- WHAT IS REQUIRED: Lines outside the range are not wanted. Give again exactly the lines between the line holding "error running git" and the line holding "fn reset_hard(&self, path: &Path, commit: &str)", inclusive, from the listing below.

- DATA IN THIS EXERCISE:
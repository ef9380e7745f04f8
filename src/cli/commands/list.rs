//! `list`: print the projects a group filter selects.

use crate::cli::output::{Output, Table};
use crate::core::group::GroupFilter;
use crate::core::manifest::Manifest;

pub fn run_list(manifest: &Manifest, filter: &GroupFilter) {
    let filtered = manifest.filter_groups(filter);
    if filtered.projects.is_empty() {
        Output::info("no projects match the given group filter");
        return;
    }

    let mut table = Table::new(vec!["Path", "Name", "Remote", "Revision"]);
    for project in &filtered.projects {
        table.add_row(vec![
            &project.path,
            &project.name,
            &project.remote_name,
            &project.revision,
        ]);
    }
    table.print();
}
//! The VCS driver contract: typed operations over an external `git`,
//! plus a production implementation and a test double.
//!
//! Every operation takes an explicit working-directory argument. None of
//! them mutate the process's current directory — safe for concurrent
//! fan-out across many projects at once.

mod git_driver;
mod mock;

pub use git_driver::GitDriver;
pub use mock::MockDriver;

use std::path::Path;

use thiserror::Error;

#[derive(Error, Debug)]
pub enum GitError {
    #[error("git {args} failed in {path}: {stderr}")]
    CommandFailed {
        args: String,
        path: String,
        stderr: String,
    },

    #[error("io error running git in {path}: {source}")]
    Io {
        path: String,
        #[source]
        source: std::io::Error,
    },

    #[error("git output for '{command}' was not valid UTF-8")]
    InvalidUtf8 { command: String },
}

/// Typed operations over a single project's working tree.
///
/// Implemented by [`GitDriver`] (shells out to `git`) and by
/// [`MockDriver`] (an in-memory test double used by the sync engine's
/// unit tests).
pub trait VcsDriver: Send + Sync {
    fn exists(&self, path: &Path) -> bool;

    fn clone_repo(
        &self,
        url: &str,
        into: &Path,
        remote_name: &str,
        branch: &str,
        mirror: bool,
    ) -> Result<(), GitError>;

    fn fetch(&self, path: &Path, remote_name: Option<&str>) -> Result<(), GitError>;

    fn pull(&self, path: &Path) -> Result<(), GitError>;

    fn checkout(&self, path: &Path, revision: &str, create: bool) -> Result<(), GitError>;

    fn reset_hard(&self, path: &Path, commit: &str) -> Result<(), GitError>;

    fn commit(&self, path: &Path, message: &str) -> Result<(), GitError>;

    fn revision_is_branch(&self, path: &Path, revision: &str) -> Result<bool, GitError>;

    fn uncommitted_changes(&self, path: &Path) -> Result<bool, GitError>;

    fn current_branch(&self, path: &Path) -> Result<String, GitError>;

    fn current_commit(&self, path: &Path) -> Result<String, GitError>;

    fn remove(&self, path: &Path) -> Result<(), GitError>;

    /// Composite operation: clone if `path` doesn't exist yet, otherwise
    /// fetch and then either pull (branch revision) or checkout (pinned
    /// revision).
    ///
    /// `subpath` is the project's path within `url`'s remote (its `name`
    /// in the manifest) — joined onto `url` to form the real per-project
    /// clone URL before the first clone. Pass `""` when `url` is already
    /// the complete fetch URL (e.g. the manifest repo itself).
    fn update(
        &self,
        path: &Path,
        url: &str,
        subpath: &str,
        remote_name: &str,
        revision: &str,
        mirror: bool,
    ) -> Result<(), GitError> {
        if !self.exists(path) {
            let clone_url = crate::core::url::url_join(Some(url), subpath);
            return self.clone_repo(&clone_url, path, remote_name, revision, mirror);
        }

        self.fetch(path, Some(remote_name))?;
        if self.revision_is_branch(path, revision)? {
            self.pull(path)
        } else {
            self.checkout(path, revision, false)
        }
    }
}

- OUTPUT:
    #[error("io error running git in {path}: {source}")]
    Io {
        path: String,
        #[source]
        source: std::io::Error,
    },

    #[error("git output for '{command}' was not valid UTF-8")]
    InvalidUtf8 { command: String },
}

/// Typed operations over a single project's working tree.
///
/// Implemented by [`GitDriver`] (shells out to `git`) and by
/// [`MockDriver`] (an in-memory test double used by the sync engine's
/// unit tests).
pub trait VcsDriver: Send + Sync {
    fn exists(&self, path: &Path) -> bool;

    fn clone_repo(
        &self,
        url: &str,
        into: &Path,
        remote_name: &str,
        branch: &str,
        mirror: bool,
    ) -> Result<(), GitError>;

    fn fetch(&self, path: &Path, remote_name: Option<&str>) -> Result<(), GitError>;

    fn pull(&self, path: &Path) -> Result<(), GitError>;

    fn checkout(&self, path: &Path, revision: &str, create: bool) -> Result<(), GitError>;

    fn reset_hard(&self, path: &Path, commit: &str) -> Result<(), GitError>;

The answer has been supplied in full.